Standard market interest rates are an important aspect when setting financing conditions between affiliated companies
Definition of the foreign settlement principle
The foreign settlement principle, also known as the “arm's length principle” or “principle of customary foreign conditions,” is a fundamental concept in international tax law and is used to evaluate transactions between affiliated companies. It states that agreements between affiliated companies must be designed in such a way that they meet the conditions that would also be common between independent third parties. This means that the tax treatment of transactions between affiliated companies is based on market prices or market conditions and should therefore withstand a third-party comparison.

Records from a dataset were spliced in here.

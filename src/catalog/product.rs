//! Product domain types and input validation

use crate::catalog::error::ValidationError;

/// Server-assigned product identifier
pub type ProductId = i64;

/// Placeholder shown when a product has no image
pub const PLACEHOLDER_IMAGE_URL: &str = "https://via.placeholder.com/400?text=No+Image";

/// Category reference attached to a product
#[derive(Debug, Clone, PartialEq)]
pub struct Category {
    pub id: i64,
    pub name: String,
}

impl Category {
    pub fn new(id: i64, name: impl Into<String>) -> Self {
        Self {
            id,
            name: name.into(),
        }
    }
}

/// Catalog product as returned by the API
#[derive(Debug, Clone, PartialEq)]
pub struct Product {
    pub id: ProductId,
    pub title: String,
    pub price: f64,
    pub description: Option<String>,
    pub category: Option<Category>,
    pub images: Vec<String>,
}

impl Product {
    /// Create a product with no description, category or images
    pub fn new(id: ProductId, title: impl Into<String>, price: f64) -> Self {
        Self {
            id,
            title: title.into(),
            price,
            description: None,
            category: None,
            images: Vec::new(),
        }
    }

    pub fn with_description(mut self, description: impl Into<String>) -> Self {
        self.description = Some(description.into());
        self
    }

    pub fn with_category(mut self, category: Category) -> Self {
        self.category = Some(category);
        self
    }

    pub fn with_image(mut self, url: impl Into<String>) -> Self {
        self.images.push(url.into());
        self
    }

    /// Category name, if the product has one with a non-empty name
    pub fn category_name(&self) -> Option<&str> {
        self.category
            .as_ref()
            .map(|c| c.name.as_str())
            .filter(|name| !name.is_empty())
    }

    /// First image URL, if any
    pub fn first_image(&self) -> Option<&str> {
        self.images.first().map(String::as_str)
    }

    /// Description, treating an empty string as absent
    pub fn description_text(&self) -> Option<&str> {
        self.description.as_deref().filter(|d| !d.is_empty())
    }

    /// Price formatted for display, e.g. `$49.90`
    pub fn display_price(&self) -> String {
        format!("${:.2}", self.price)
    }
}

/// Fixed set of categories offered when creating a product
#[derive(Debug, Clone, Copy, PartialEq, Eq, Hash)]
pub enum CategoryChoice {
    Electronics,
    Furniture,
    Shoes,
    Miscellaneous,
    Clothes,
}

impl CategoryChoice {
    pub const ALL: [CategoryChoice; 5] = [
        CategoryChoice::Electronics,
        CategoryChoice::Furniture,
        CategoryChoice::Shoes,
        CategoryChoice::Miscellaneous,
        CategoryChoice::Clothes,
    ];

    /// API category id
    pub fn id(self) -> i64 {
        match self {
            CategoryChoice::Electronics => 1,
            CategoryChoice::Furniture => 2,
            CategoryChoice::Shoes => 3,
            CategoryChoice::Miscellaneous => 4,
            CategoryChoice::Clothes => 5,
        }
    }

    pub fn name(self) -> &'static str {
        match self {
            CategoryChoice::Electronics => "Electronics",
            CategoryChoice::Furniture => "Furniture",
            CategoryChoice::Shoes => "Shoes",
            CategoryChoice::Miscellaneous => "Miscellaneous",
            CategoryChoice::Clothes => "Clothes",
        }
    }

    pub fn from_id(id: i64) -> Option<Self> {
        Self::ALL.into_iter().find(|choice| choice.id() == id)
    }

    /// Next choice in display order, wrapping around
    pub fn next(self) -> Self {
        let index = Self::ALL.iter().position(|c| *c == self).unwrap_or(0);
        Self::ALL[(index + 1) % Self::ALL.len()]
    }

    /// Previous choice in display order, wrapping around
    pub fn previous(self) -> Self {
        let index = Self::ALL.iter().position(|c| *c == self).unwrap_or(0);
        Self::ALL[(index + Self::ALL.len() - 1) % Self::ALL.len()]
    }

    pub fn to_category(self) -> Category {
        Category::new(self.id(), self.name())
    }
}

/// Category name for an API id, `Unknown` when outside the fixed set
pub fn category_name_for_id(id: i64) -> &'static str {
    CategoryChoice::from_id(id)
        .map(CategoryChoice::name)
        .unwrap_or("Unknown")
}

/// Placeholder image URL carrying the product title
pub fn placeholder_image_for(title: &str) -> String {
    format!(
        "https://via.placeholder.com/400?text={}",
        urlencoding::encode(title)
    )
}

/// Validate a title: must be non-empty after trimming
pub fn validate_title(input: &str) -> Result<String, ValidationError> {
    let title = input.trim();
    if title.is_empty() {
        return Err(ValidationError::EmptyTitle);
    }
    Ok(title.to_string())
}

/// Validate a price: must parse as a finite number that is not negative
pub fn validate_price(input: &str) -> Result<f64, ValidationError> {
    let trimmed = input.trim();
    match trimmed.parse::<f64>() {
        Ok(price) if price.is_finite() && price >= 0.0 => Ok(price),
        _ => Err(ValidationError::invalid_price(trimmed)),
    }
}

/// A validated new product, ready to be sent to the API
#[derive(Debug, Clone, PartialEq)]
pub struct ProductDraft {
    pub title: String,
    pub price: f64,
    pub description: String,
    pub category: CategoryChoice,
}

impl ProductDraft {
    /// Validate raw form input. Checks run in field order: title, price, category.
    pub fn from_input(
        title: &str,
        price: &str,
        description: &str,
        category: Option<CategoryChoice>,
    ) -> Result<Self, ValidationError> {
        let title = validate_title(title)?;
        let price = validate_price(price)?;
        let category = category.ok_or(ValidationError::MissingCategory)?;

        Ok(Self {
            title,
            price,
            description: description.trim().to_string(),
            category,
        })
    }

    /// Image sent along with the create request
    pub fn placeholder_image(&self) -> String {
        placeholder_image_for(&self.title)
    }

    /// Fill in what the server left out of a created product
    pub fn complete(&self, mut created: Product) -> Product {
        if created.category.is_none() {
            created.category = Some(self.category.to_category());
        }
        if created.images.is_empty() {
            created.images = vec![self.placeholder_image()];
        }
        created
    }
}

/// Validated edits to an existing product
#[derive(Debug, Clone, PartialEq)]
pub struct ProductChanges {
    pub title: String,
    pub price: f64,
    pub description: String,
}

impl ProductChanges {
    pub fn from_input(title: &str, price: &str, description: &str) -> Result<Self, ValidationError> {
        Ok(Self {
            title: validate_title(title)?,
            price: validate_price(price)?,
            description: description.trim().to_string(),
        })
    }

    /// Apply the server's answer to an update onto the local product.
    /// Only title, price and description change; id, category and images stay.
    pub fn merge_into(updated: &Product, local: &Product) -> Product {
        Product {
            title: updated.title.clone(),
            price: updated.price,
            description: updated.description.clone(),
            ..local.clone()
        }
    }
}

#[cfg(test)]
mod tests {
    use super::*;

    #[test]
    fn test_validate_title_trims() {
        assert_eq!(validate_title("  Chair  ").unwrap(), "Chair");
        assert_eq!(validate_title("   "), Err(ValidationError::EmptyTitle));
        assert_eq!(validate_title(""), Err(ValidationError::EmptyTitle));
    }

    #[test]
    fn test_validate_price() {
        assert_eq!(validate_price("12.5").unwrap(), 12.5);
        assert_eq!(validate_price(" 0 ").unwrap(), 0.0);
        assert!(validate_price("-1").is_err());
        assert!(validate_price("abc").is_err());
        assert!(validate_price("").is_err());
        assert!(validate_price("inf").is_err());
        assert!(validate_price("NaN").is_err());
    }

    #[test]
    fn test_draft_reports_first_failing_field() {
        let err = ProductDraft::from_input(" ", "-3", "", None).unwrap_err();
        assert_eq!(err.field(), crate::catalog::FormField::Title);

        let err = ProductDraft::from_input("Lamp", "-3", "", None).unwrap_err();
        assert_eq!(err.field(), crate::catalog::FormField::Price);

        let err = ProductDraft::from_input("Lamp", "3", "", None).unwrap_err();
        assert_eq!(err, ValidationError::MissingCategory);
    }

    #[test]
    fn test_draft_complete_synthesizes_missing_fields() {
        let draft =
            ProductDraft::from_input("Desk Lamp", "19.99", " bright ", Some(CategoryChoice::Furniture))
                .unwrap();
        assert_eq!(draft.description, "bright");

        let created = draft.complete(Product::new(300, "Desk Lamp", 19.99));
        assert_eq!(created.category, Some(Category::new(2, "Furniture")));
        assert_eq!(
            created.images,
            vec!["https://via.placeholder.com/400?text=Desk%20Lamp".to_string()]
        );

        let from_server = Product::new(301, "Desk Lamp", 19.99)
            .with_category(Category::new(9, "Lighting"))
            .with_image("https://cdn.example/lamp.png");
        let kept = draft.complete(from_server.clone());
        assert_eq!(kept, from_server);
    }

    #[test]
    fn test_merge_keeps_local_category_and_images() {
        let local = Product::new(7, "Old", 5.0)
            .with_category(Category::new(3, "Shoes"))
            .with_image("a.png");
        let server = Product::new(7, "New", 6.5).with_description("");

        let merged = ProductChanges::merge_into(&server, &local);
        assert_eq!(merged.title, "New");
        assert_eq!(merged.price, 6.5);
        assert_eq!(merged.description.as_deref(), Some(""));
        assert_eq!(merged.category, local.category);
        assert_eq!(merged.images, local.images);
    }

    #[test]
    fn test_category_choice_cycle() {
        assert_eq!(CategoryChoice::Clothes.next(), CategoryChoice::Electronics);
        assert_eq!(CategoryChoice::Electronics.previous(), CategoryChoice::Clothes);
        assert_eq!(category_name_for_id(4), "Miscellaneous");
        assert_eq!(category_name_for_id(42), "Unknown");
    }

    #[test]
    fn test_display_helpers() {
        let product = Product::new(1, "Chair", 50.0).with_description("");
        assert_eq!(product.display_price(), "$50.00");
        assert_eq!(product.description_text(), None);
        assert_eq!(product.category_name(), None);
        assert_eq!(product.first_image(), None);
    }
}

Relevance of the foreign settlement principle
The foreign settlement principle serves to prevent tax avoidance and profit shifting. It ensures that companies are taxed on a fair and objective basis. The application of the foreign settlement principle avoids distorting tax effects that may result from unreasonable pricing or conditions in transactions between affiliated companies. If companies comply with the foreign settlement principle, they also ensure that the agreements between affiliated companies are recognized for tax purposes.
Typical situations for applying the foreign comparison
- Sales of goods: When related companies trade goods among themselves, the foreign comparison method is used to determine the price of these transactions. The prices of goods that independent companies would agree on in comparable transactions are used as a benchmark.
- services: When providing services between affiliated companies, the third-party comparison method is used to determine the price of these services. This may include, for example, the provision of management services, IT support or consulting services.
- Intellectual property license fees: When affiliated companies license intellectual property, such as patents, trademarks, or copyrights, among themselves, the third-party settlement method is used to determine the appropriate license fee. The prices that independent companies pay for comparable licenses are used as a reference.
- Financing and loan arrangements: The cross-reference method is also used in the determination of >> normal market interest rates and conditions for financing and loan arrangements between affiliated companies. This compares the conditions that independent third parties would receive for similar loans or financing. Credit spreads serve as an important yardstick to take into account the additional interest rate premium that investors would charge for taking on credit risk. This contributes to the objective determination of transfer prices. An important example of the use of the price comparison method is the determination of customary foreign loan interest rates, as well as the >> Federal Fiscal Court in its landmark judgment Az. IR 4/17 clarified.
Guidelines on the foreign settlement principle
The foreign comparison principle is the basis of the price comparison method, which is used to determine transfer prices between affiliated companies. When using the price comparison method, the prices or price ranges of comparable transactions between independent third parties are used to determine a reference value for transfer prices between affiliated companies. The focus of this third-party comparison is on the search for comparable transactions that have similar economic conditions and risks. An internationally recognized and authoritative source for the use of the price comparison method in tax law is >> OECD transfer pricing guidelines. They provide clear guidelines for comparability analysis, selection of >> Comparison groups and documentation to enable a consistent and objective determination of transfer prices. Compliance with these guidelines helps companies to shape their transfer pricing policies in line with international standards and tax requirements.
Recommendations for action for tax advisors
- Comprehensive analysis of entrepreneurial structures: Tax advisors should carry out a thorough analysis of business relationships and transactions between affiliated companies in order to identify potential risks and deviations from the foreign settlement principle.
- Documentation of agreements: It is crucial that all agreements between affiliated companies are recorded in writing. The documentation should include the basis of the transactions, the market compliance of prices or conditions, and other relevant information.
- Comparative data and benchmarking: Tax advisors should access reliable sources of comparative data to verify the appropriateness of prices and conditions in transactions between affiliated companies. Benchmarking enables a comparison with similar independent companies and supports compliance with the foreign comparison principle.
- Expertise in international tax issues: Since the foreign settlement principle also applies to cross-border transactions, it is important for tax advisors to have sound knowledge of international tax issues. The complexity of international tax laws requires specialized expertise.If you want
- Regular review and adjustment: The foreign settlement principle is subject to constant changes and developments. Tax advisors should therefore regularly update their knowledge and monitor agreements between affiliated companies to ensure that they meet current requirements.
Conclusion
Through comprehensive analysis, the right documentation, the use of comparative data, sound expertise and regular reviews, tax consultants can ensure that their clients correctly implement the foreign settlement principle. Careful application of this principle helps to avoid tax risks and to ensure tax compliance.